▶ Work request: Repeat the listing below word for word, stopping after the line that contains "to its area.".

--- Records provided Enclosed Below ---

//! Shared test utilities for the media-handler test suite.
//!
//! Provides a standard asset with a realistic rendition set and small
//! constructors for ad-hoc stored renditions.
//!
//! # Standard Asset
//!
//! ```text
//! /content/dam/test/standard.jpg
//!   original                        2560x1440  (original)
//!   cq5dam.web.1280.1280.jpg        1280x720
//!   cq5dam.web.960.960.jpg           960x540
//!   teaser.480.270.jpg               480x270
//!   intro.swf                        400x300
//!   brochure.pdf                       0x0
//!   cq5dam.thumbnail.319.319.png     319x180   (thumbnail)
//! ```
//!
//! # Usage
//!
//! ```rust,ignore
//! use crate::test_helpers::*;
//!
//! let policy = SelectionPolicy::default();
//! let handler = CropRenditionHandler::new(&standard_renditions(), Some(standard_crop()), &policy);
//! assert_eq!(handler.available_renditions(&MediaArgs::default()).len(), 7);
//! ```

use crate::crop::CropDimension;
use crate::rendition::{file_extension, mime_type_for_extension};
use crate::source::{AssetMetadata, MemoryAsset, StoredRendition};

pub const STANDARD_ASSET: &str = "/content/dam/test/standard.jpg";

pub fn rendition_path(name: &str) -> String {
    format!("{STANDARD_ASSET}/jcr:content/renditions/{name}")
}

/// A stored rendition with a mime type derived from the name and a file
/// size proportional to its area.
pub fn rendition(name: &str, width: u32, height: u32) -> StoredRendition {
    StoredRendition {
        name: name.to_string(),
        path: rendition_path(name),
        width,
        height,
        file_size: Some(u64::from(width) * u64::from(height) / 8),
        mime_type: file_extension(name)
            .and_then(mime_type_for_extension)
            .map(String::from),
        original: false,
        thumbnail: false,
    }
}

pub fn original(width: u32, height: u32) -> StoredRendition {
    StoredRendition {
        mime_type: Some("image/jpeg".to_string()),
        original: true,
        ..rendition("original", width, height)
    }
}

pub fn flash(name: &str, width: u32, height: u32) -> StoredRendition {
    rendition(name, width, height)
}

pub fn thumbnail(name: &str, width: u32, height: u32) -> StoredRendition {
    StoredRendition {
        thumbnail: true,
        ..rendition(name, width, height)
    }
}

pub fn standard_renditions() -> Vec<StoredRendition> {
    vec![
        original(2560, 1440),
        rendition("cq5dam.web.1280.1280.jpg", 1280, 720),
        rendition("cq5dam.web.960.960.jpg", 960, 540),
        rendition("teaser.480.270.jpg", 480, 270),
        flash("intro.swf", 400, 300),
        StoredRendition {
            file_size: Some(250_000),
            ..rendition("brochure.pdf", 0, 0)
        },
        thumbnail("cq5dam.thumbnail.319.319.png", 319, 180),
    ]
}

/// The crop editors draw for the home stage format.
pub fn standard_crop() -> CropDimension {
    CropDimension::new(0, 0, 960, 315)
}

pub fn standard_asset() -> MemoryAsset {
    MemoryAsset {
        path: STANDARD_ASSET.to_string(),
        metadata: AssetMetadata {
            title: Some("Standard Test Image".to_string()),
            description: Some("A landscape used across tests".to_string()),
        },
        renditions: standard_renditions(),
    }
}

--- End of Enclosed Records provided ---

▶ Solution below:
//! Shared test utilities for the media-handler test suite.
//!
//! Provides a standard asset with a realistic rendition set and small
//! constructors for ad-hoc stored renditions.
//!
//! # Standard Asset
//!
//! ```text
//! /content/dam/test/standard.jpg
//!   original                        2560x1440  (original)
//!   cq5dam.web.1280.1280.jpg        1280x720
//!   cq5dam.web.960.960.jpg           960x540
//!   teaser.480.270.jpg               480x270
//!   intro.swf                        400x300
//!   brochure.pdf                       0x0
//!   cq5dam.thumbnail.319.319.png     319x180   (thumbnail)
//! ```
//!
//! # Usage
//!
//! ```rust,ignore
//! use crate::test_helpers::*;
//!
//! let policy = SelectionPolicy::default();
//! let handler = CropRenditionHandler::new(&standard_renditions(), Some(standard_crop()), &policy);
//! assert_eq!(handler.available_renditions(&MediaArgs::default()).len(), 7);
//! ```

use crate::crop::CropDimension;
use crate::rendition::{file_extension, mime_type_for_extension};
use crate::source::{AssetMetadata, MemoryAsset, StoredRendition};

pub const STANDARD_ASSET: &str = "/content/dam/test/standard.jpg";

pub fn rendition_path(name: &str) -> String {
    format!("{STANDARD_ASSET}/jcr:content/renditions/{name}")
}

/// A stored rendition with a mime type derived from the name and a file
/// size proportional to its area.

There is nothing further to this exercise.